In the Oracle patent for their Raft implementation, we can read a strange and incorrect claim about YugabyteDB:
This is wrong. The current post explains that writes in YugabytDB are buffered to be replicated in sync, and it has nothing to do with single-key. The previous post describes how changes are applied to the follower, and the next post will explain what is optimized for single-key transactions.
💡Use standard SQL to allow efficient buffering
As the batching possibilities depend on the transaction flow, it is better to use all SQL features, such as multi-value inserts, Common Table Expressions, or returning clauses, to define a declarative query that the database can batch rather than row-by-row procedural code or equivalent.
Here is an example.
Instead of the PostgreSQL ON CONFLICT insert that is not SQL standard:
yugabyte=# explain (analyze, dist, costs off, summary off)
insert into emp(ename,deptno)
values ('SMITH',20),('ALLEN',30),('WARD',30),('JONES',20),('MARTIN',30),('BLAKE',30),('CLARK',10),
('SCOTT',20),('KING',10),('TURNER',30),('ADAMS',20),('JAMES',30),('FORD',20),('MILLER',10),
('ZEUS',10),('HERA',20),('POSEIDON',30),('DEMETER',10),('ATHENA',20),
('APOLLO',30),('ARTEMIS',10),('ARES',20),('APHRODITE',30),('HEPHAESTUS',10),
('HERMES',20),('HESTIA',30),('DIONYSUS',10),('PERSEPHONE',20),('HADES',30)
on conflict (ename) do nothing;
QUERY PLAN
----------------------------------------------------------------------------
Insert on emp (actual time=61.445..61.445 rows=0 loops=1)
Conflict Resolution: NOTHING
Conflict Arbiter Indexes: emp_ename_deptno_idx
Tuples Inserted: 15
Conflicting Tuples: 14
-> Values Scan on "*VALUES*" (actual time=5.600..5.765 rows=29 loops=1)
Storage Table Read Requests: 14
Storage Table Read Execution Time: 4.378 ms
Storage Table Rows Scanned: 14
Storage Index Read Requests: 29
Storage Index Read Execution Time: 16.673 ms
Storage Index Rows Scanned: 14
Storage Table Write Requests: 15
Storage Index Write Requests: 30
Storage Flush Requests: 14
Storage Flush Execution Time: 29.065 ms
Planning Time: 3.053 ms
Execution Time: 63.266 ms
Storage Read Requests: 43
Storage Read Execution Time: 21.052 ms
Storage Rows Scanned: 28
Storage Write Requests: 45
Catalog Read Requests: 14
Catalog Read Execution Time: 12.376 ms
Catalog Write Requests: 0
Storage Flush Requests: 15
Storage Flush Execution Time: 30.781 ms
Storage Execution Time: 64.209 ms
Peak Memory Usage: 73 kB
and shows 15 Flush Requests
for 45 Write Requests
,
you can use the SQL standard Common Table Expression and anti-join:
yugabyte=# explain (analyze, dist, costs off, summary on)

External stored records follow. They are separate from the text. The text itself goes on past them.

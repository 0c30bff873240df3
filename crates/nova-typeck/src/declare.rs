//! Class definitions for the types declared in the unit.
//!
//! Member-level classes are declared up front in two rounds: headers
//! (type parameters and supertypes) for every class, then fields, methods
//! and constructors, so member signatures may name any class of the unit
//! together with the member types it inherits. Local and anonymous classes
//! are declared when the body walk reaches them.

use nova_hir::{Member, MethodDecl, NodeRef, TypeDeclId};
use nova_resolve::{RefKind, ScopeKind, Symbol, SymbolTable};
use nova_types::{ClassDef, ClassKind, FieldDef, MethodDef, Nesting, SymbolType, TypeParamDef};

use crate::context::AnalysisContext;
use crate::error::{AnalysisError, Result};

const ENUM: &str = "java.lang.Enum";

impl AnalysisContext<'_> {
    /// Declares every member-level class of the unit.
    ///
    /// Runs against a scratch symbol table so that no hooks observe the
    /// scopes it opens.
    pub(crate) fn declare_unit(&mut self) -> Result<()> {
        let saved = std::mem::replace(&mut self.table, SymbolTable::new());
        let result = self.declare_unit_inner();
        self.table = saved;
        result
    }

    fn declare_unit_inner(&mut self) -> Result<()> {
        self.table.push_scope(ScopeKind::Block, None);
        self.catalog
            .populate(&mut self.table)
            .map_err(|err| AnalysisError::new(self.ast.package_name().to_string(), err))?;
        let types = self.ast.types.clone();
        for id in &types {
            self.declare_headers(*id, Nesting::TopLevel, None)?;
        }
        for id in &types {
            self.declare_members(*id)?;
        }
        Ok(())
    }

    /// Declares the header of `id` and, inside its scope, the headers of
    /// its member types.
    pub(crate) fn declare_headers(
        &mut self,
        id: TypeDeclId,
        nesting: Nesting,
        enclosing: Option<String>,
    ) -> Result<()> {
        let binary = self.binary_of(id)?;
        let header = self.class_header(id, &binary, nesting, enclosing)?;
        self.declare_nested_headers(id, header)
    }

    /// Declares `header` for `id`, then the headers of the member types of
    /// `id` inside its scope.
    pub(crate) fn declare_nested_headers(&mut self, id: TypeDeclId, header: ClassDef) -> Result<()> {
        let binary = header.name.clone();
        let is_interface = header.is_interface();
        self.env.declare(header);

        self.enter_class(id, &binary, false)?;
        let nested: Vec<TypeDeclId> = self.ast.decl(id).nested_types().collect();
        for member in nested {
            let decl = self.ast.decl(member);
            let is_static = decl.modifiers.is_static || decl.kind != ClassKind::Class || is_interface;
            self.declare_headers(member, Nesting::Member { is_static }, Some(binary.clone()))?;
        }
        self.leave_class(id, false)
    }

    /// Completes the definitions of `id` and its member types with their
    /// fields, methods and constructors.
    pub(crate) fn declare_members(&mut self, id: TypeDeclId) -> Result<()> {
        let binary = self.binary_of(id)?;
        self.enter_class(id, &binary, false)?;
        let header = self
            .class_def(&binary)
            .map_err(|err| self.decl_error(id, err))?;
        let def = self.class_members(id, (*header).clone())?;
        self.env.declare(def);
        let nested: Vec<TypeDeclId> = self.ast.decl(id).nested_types().collect();
        for member in nested {
            self.declare_members(member)?;
        }
        self.leave_class(id, false)
    }

    /// Type parameters, superclass and interfaces of `id`, resolved in the
    /// current scope.
    pub(crate) fn class_header(
        &mut self,
        id: TypeDeclId,
        binary: &str,
        nesting: Nesting,
        enclosing: Option<String>,
    ) -> Result<ClassDef> {
        let decl = self.ast.decl(id).clone();
        let mut def = ClassDef::new(binary, decl.kind);
        def.nesting = nesting;
        def.enclosing = enclosing;
        def.type_params = self.type_param_defs(&decl.type_params)?;

        self.table.push_scope(ScopeKind::Block, None);
        self.bind_type_params(&def.type_params)
            .map_err(|err| self.decl_error(id, err))?;
        let extends = decl.extends.map(|t| self.resolve_type_ref(t)).transpose()?;
        let implements = decl
            .implements
            .iter()
            .map(|t| self.resolve_type_ref(*t))
            .collect::<Result<Vec<_>>>()?;
        self.table.pop_scope().map_err(|err| self.decl_error(id, err))?;

        match decl.kind {
            ClassKind::Interface | ClassKind::Annotation => {
                def.super_class = None;
                def.interfaces = extends.into_iter().chain(implements).collect();
            }
            ClassKind::Enum => {
                def.super_class = Some(SymbolType::parameterized(ENUM, vec![SymbolType::class(binary)]));
                def.interfaces = implements;
            }
            ClassKind::Class => {
                if let Some(extends) = extends {
                    def.super_class = Some(extends);
                }
                def.interfaces = implements;
            }
        }
        def.is_abstract = decl.modifiers.is_abstract || def.is_interface();
        def.member_classes = decl
            .nested_types()
            .filter_map(|nested| self.catalog.binary_name_of(nested).map(str::to_string))
            .collect();

        self.ast.decls[id].ty = Some(def.as_type());
        Ok(def)
    }

    /// `def` completed with the members declared by `id`. Expects the
    /// class scope of `id` to be open.
    pub(crate) fn class_members(&mut self, id: TypeDeclId, mut def: ClassDef) -> Result<ClassDef> {
        let decl = self.ast.decl(id).clone();
        let is_interface = def.is_interface();

        for constant in &decl.enum_constants {
            def.fields.push(FieldDef {
                name: constant.name.to_string(),
                ty: SymbolType::class(def.name.clone()),
                is_static: true,
            });
        }

        for member in &decl.members {
            match member {
                Member::Field(field) => {
                    let base = self.resolve_type_ref(field.ty)?;
                    for declarator in &field.declarators {
                        def.fields.push(FieldDef {
                            name: declarator.name.to_string(),
                            ty: base.array_of(declarator.dims),
                            is_static: field.modifiers.is_static || is_interface,
                        });
                    }
                }
                Member::Method(method) => {
                    let resolved = self.method_def(method, is_interface)?;
                    if method.is_constructor() {
                        def.constructors.push(resolved);
                    } else {
                        def.methods.push(resolved);
                    }
                }
                Member::Initializer { .. } | Member::Type(_) => {}
            }
        }

        if decl.kind == ClassKind::Enum {
            let self_type = SymbolType::class(def.name.clone());
            def.methods.push(MethodDef {
                is_static: true,
                ..MethodDef::new("values", Vec::new(), self_type.array_of(1))
            });
            def.methods.push(MethodDef {
                is_static: true,
                ..MethodDef::new("valueOf", vec![SymbolType::string()], self_type)
            });
        }
        if def.constructors.is_empty() && !is_interface {
            def.constructors
                .push(MethodDef::new("<init>", Vec::new(), SymbolType::void()));
        }
        Ok(def)
    }

    /// Signature of a method or constructor, with its own type parameters
    /// in scope while the parameter and return types resolve.
    pub(crate) fn method_def(&mut self, method: &MethodDecl, in_interface: bool) -> Result<MethodDef> {
        let type_params = self.type_param_defs(&method.type_params)?;
        self.table.push_scope(ScopeKind::Block, None);
        let signature = self.method_signature(method, &type_params);
        let popped = self.table.pop_scope();
        let (params, return_type) = signature?;
        if let Err(err) = popped {
            return Err(AnalysisError::new(method.name.to_string(), err));
        }

        let modifiers = method.modifiers;
        let name = if method.is_constructor() {
            "<init>".to_string()
        } else {
            method.name.to_string()
        };
        Ok(MethodDef {
            name,
            type_params,
            params,
            return_type,
            is_static: modifiers.is_static,
            is_varargs: method.is_varargs(),
            is_abstract: modifiers.is_abstract
                || (in_interface && method.body.is_none() && !modifiers.is_static && !modifiers.is_default),
            is_bridge: false,
            is_synthetic: false,
        })
    }

    fn method_signature(
        &mut self,
        method: &MethodDecl,
        type_params: &[TypeParamDef],
    ) -> Result<(Vec<SymbolType>, SymbolType)> {
        self.bind_type_params(type_params)
            .map_err(|err| AnalysisError::new(method.name.to_string(), err))?;
        let params = method
            .params
            .iter()
            .map(|p| self.resolve_type_ref(p.ty))
            .collect::<Result<Vec<_>>>()?;
        let return_type = match method.return_ty {
            Some(ty) => self.resolve_type_ref(ty)?,
            None => SymbolType::void(),
        };
        Ok((params, return_type))
    }

    /// Opens the body scope of `id`: its type parameters and member types
    /// become visible by simple name.
    pub(crate) fn enter_class(&mut self, id: TypeDeclId, binary: &str, hooks: bool) -> Result<()> {
        let actions = if hooks {
            self.actions_for(NodeRef::Decl(id))
        } else {
            None
        };
        self.table.push_class_scope(binary, actions);
        let def = self
            .class_def(binary)
            .map_err(|err| self.decl_error(id, err))?;
        self.bind_type_params(&def.type_params)
            .map_err(|err| self.decl_error(id, err))?;
        for nested in def.member_classes.clone() {
            let simple = nested.rsplit('$').next().unwrap_or(&nested).to_string();
            let symbol = Symbol::new(simple, RefKind::Type, SymbolType::class(nested.clone()));
            self.table
                .push_symbol(symbol)
                .map_err(|err| self.decl_error(id, err))?;
        }
        Ok(())
    }

    /// Closes the body scope of `id`. With `hooks`, the scope is attached
    /// to the class's type symbol.
    pub(crate) fn leave_class(&mut self, id: TypeDeclId, hooks: bool) -> Result<()> {
        let scope = self
            .table
            .pop_scope()
            .map_err(|err| self.decl_error(id, err))?;
        if hooks {
            let name = self.ast.decl(id).name.clone();
            if let Some(symbol) = self.table.find_symbol(name.as_str(), RefKind::Type) {
                if Some(symbol.ty().name()) == scope.owner() {
                    symbol.attach_members(scope);
                }
            }
        }
        Ok(())
    }
}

with new(ename,deptno) as (
values ('SMITH',20),('ALLEN',30),('WARD',30),('JONES',20),('MARTIN',30),('BLAKE',30),('CLARK',10),
('SCOTT',20),('KING',10),('TURNER',30),('ADAMS',20),('JAMES',30),('FORD',20),('MILLER',10),
('ZEUS',10),('HERA',20),('POSEIDON',30),('DEMETER',10),('ATHENA',20),
('APOLLO',30),('ARTEMIS',10),('ARES',20),('APHRODITE',30),('HEPHAESTUS',10),
('HERMES',20),('HESTIA',30),('DIONYSUS',10),('PERSEPHONE',20),('HADES',30)
) insert into emp(ename,deptno)
select ename,deptno from new
where not exists ( select from emp where emp.ename=new.ename)
;
QUERY PLAN
----------------------------------------------------------------------------------------------------------------
Insert on emp (actual time=7.297..7.297 rows=0 loops=1)
CTE new
-> Values Scan on "*VALUES*" (actual time=0.001..0.009 rows=29 loops=1)
-> YB Batched Nested Loop Anti Join (actual time=6.914..6.940 rows=15 loops=1)
Join Filter: (emp_1.ename = new.ename)
-> CTE Scan on new (actual time=0.004..0.020 rows=29 loops=1)
-> Index Only Scan using emp_ename_deptno_idx on emp emp_1 (actual time=1.795..1.802 rows=14 loops=1)
Index Cond: (ename = ANY (ARRAY[new.ename, $3, $4, ..., $1025]))
Heap Fetches: 0
Storage Index Read Requests: 1
Storage Index Read Execution Time: 0.736 ms
Storage Index Rows Scanned: 14
Planning Time: 5.445 ms
Execution Time: 17.147 ms
Storage Read Requests: 1
Storage Read Execution Time: 0.736 ms
Storage Rows Scanned: 14
Storage Write Requests: 45
Catalog Read Requests: 16
Catalog Read Execution Time: 11.434 ms
Catalog Write Requests: 0
Storage Flush Requests: 1
Storage Flush Execution Time: 9.477 ms
Storage Execution Time: 21.647 ms
Peak Memory Usage: 512 kB
which does only one Flush Requests
for 45 Write Requests
.
Being PostgreSQL-compatible makes it easy, given PostgreSQL's extensive SQL features, and being a fork rather than an extension allows YugabyteDB optimizations in any part of the code.